April 29, 2021 3:57 PM

The City has extended the limited State of Emergency in order to allow for remote/virtual meetings to occur during the month of May 2021.

Additionally, City Hall will continue to be open on Mondays, Wednesdays, and Fridays from 10:00 a.m. to 2:00 p.m. Masks and other procedures are posted on the door. Please review prior to entering City Hall.

As more and more people are vaccinated, the City will continue to update our procedures and building availability/access.

Finally, the City has also updated our COVID-19 webpage, the most recent updates can be found on www.rochestermi.org/covid

April 2, 2021 2:14 PM

The City has declared a limited State of Emergency in order to allow for remote/virtual meetings to occur during the month of April 2021.

Additionally, starting in April, City Hall will be open on Mondays, Wednesdays, and Fridays from 10:00 a.m. to 2:00 p.m. Masks and other procedures are posted on the door. Please review prior to entering City Hall.

As more and more people are vaccinated, the City will continue to update our procedures and building availability/access.
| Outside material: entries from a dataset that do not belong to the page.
//! Fixture seeding: test users, service templates and a test service.
//!
//! Every item is attempted independently; failures are logged and counted.

use std::path::Path;

use agency_core::check::CheckReport;
use agency_core::error::CoreError;
use agency_core::types::DbId;
use agency_db::models::client::CreateClient;
use agency_db::models::profile::CreateProfile;
use agency_db::models::service::CreateService;
use agency_db::repositories::{ClientRepo, ProfileRepo, ServiceRepo, ServiceTemplateRepo};
use agency_db::{DbError, DbPool};

use crate::cli::SeedServiceArgs;
use crate::fixtures;

/// Upsert the admin/team/client fixture profiles.
pub async fn users(pool: &DbPool, file: Option<&Path>) -> anyhow::Result<CheckReport> {
    let users = fixtures::load_users(file)?;
    let mut report = CheckReport::new();

    for user in &users {
        let name = format!("user {} ({})", user.email, user.role);
        match ProfileRepo::upsert(pool, &CreateProfile::from(user)).await {
            Ok(profile) => {
                tracing::info!(profile_id = profile.id, email = %profile.email, "Seeded profile");
                report.pass(name);
            }
            Err(e) => report.fail(name, e.to_string()),
        }
    }

    Ok(report)
}

/// Insert fixture templates, skipping any whose name is already taken.
pub async fn templates(
    pool: &DbPool,
    creator_email: &str,
    file: Option<&Path>,
) -> anyhow::Result<CheckReport> {
    let blueprints = fixtures::load_templates(file)?;
    let creator = creator_id(pool, creator_email).await;
    let mut report = CheckReport::new();

    for blueprint in &blueprints {
        let name = format!("template '{}'", blueprint.name);

        match ServiceTemplateRepo::find_by_name(pool, &blueprint.name).await {
            Ok(Some(existing)) => {
                tracing::info!(template_id = existing.id, name = %existing.name, "Template already exists, skipping");
                report.pass(name);
                continue;
            }
            Ok(None) => {}
            Err(e) => {
                report.fail(name, e.to_string());
                continue;
            }
        }

        let result = ServiceTemplateRepo::create_from_blueprint(pool, creator, blueprint).await;
        report.record(name, result);
    }

    Ok(report)
}

/// Create the named client if needed, then a service from the named template.
pub async fn service(pool: &DbPool, creator_email: &str, args: &SeedServiceArgs) -> CheckReport {
    let mut report = CheckReport::new();
    let creator = creator_id(pool, creator_email).await;

    let client = ClientRepo::find_or_create(
        pool,
        creator,
        &CreateClient {
            name: args.client.clone(),
            company: None,
            email: None,
        },
    )
    .await;
    let Some(client) = report.record(format!("client '{}'", args.client), client) else {
        return report;
    };

    let template = ServiceTemplateRepo::find_by_name(pool, &args.template)
        .await
        .map_err(DbError::from)
        .and_then(|found| {
            found.ok_or_else(|| {
                DbError::Core(CoreError::NotFoundByName {
                    entity: "service_template",
                    name: args.template.clone(),
                })
            })
        });
    let Some(template) = report.record(format!("template '{}'", args.template), template) else {
        return report;
    };

    let service_name = args
        .name
        .clone()
        .unwrap_or_else(|| format!("{} - {}", args.client, args.template));
    let name = format!("service '{service_name}'");

    match ServiceRepo::find_by_client_and_name(pool, client.id, &service_name).await {
        Ok(Some(existing)) => {
            tracing::info!(service_id = existing.id, name = %existing.name, "Service already exists, skipping");
            report.pass(name);
            return report;
        }
        Ok(None) => {}
        Err(e) => {
            report.fail(name, e.to_string());
            return report;
        }
    }

    let input = CreateService {
        client_id: client.id,
        name: service_name,
        description: template.description.clone(),
        start_date: args.start,
        budget: args.budget,
        status: None,
    };

    let created = ServiceRepo::create_from_template(pool, creator, template.id, &input).await;
    if let Some(created) = report.record(name, created) {
        println!(
            "Created service {} with {} milestones and {} tasks",
            created.service.id,
            created.milestones.len(),
            created.tasks.len()
        );
    }

    report
}

/// Resolve the seeding admin's profile ID. A missing admin is logged and
/// seeding proceeds with no creator recorded.
async fn creator_id(pool: &DbPool, email: &str) -> Option<DbId> {
    match ProfileRepo::find_by_email(pool, email).await {
        Ok(Some(profile)) => Some(profile.id),
        Ok(None) => {
            tracing::warn!(%email, "Seed admin profile not found; run `seed users` first");
            None
        }
        Err(e) => {
            tracing::warn!(%email, error = %e, "Failed to look up seed admin profile");
            None
        }
    }
}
Finally, the City has also updated our COVID-19 webpage, the most recent updates can be found on www.rochestermi.org/covid

February 15, 2021 5:51 PM

Starting on February 15, 2021, City Hall will now be open on Mondays and Wednesdays from 10:00 a.m. until 2:00 p.m.

January 9, 2021 12:14 PM

Starting Wednesday, January 13, 2021, City Hall will be open to the public from 10:00 a.m. until 2:00 p.m. and continue to be open each Wednesday from 10:00 a.m. until 2:00 p.m., until changed.

The City realizes that it might be easier to process pet licenses, various bills, and ticket payments in-person, thus the City is evaluating the above limited in-person hours to provide an additional option for residents and customers.

Staff in our City Hall and Public Works buildings will continue to meet with residents and customers by appointment. Please call:

o City Hall: (248) 651-9061
o Public Works: (248) 651-5165
o Police Department (non-emergency): (248) 651-9621

Or email: info@rochestermi.org to schedule an appointment.

December 7, 2020 8:00 PM

City Hall and Public Works buildings will remain by appointment through at least January 4, 2021.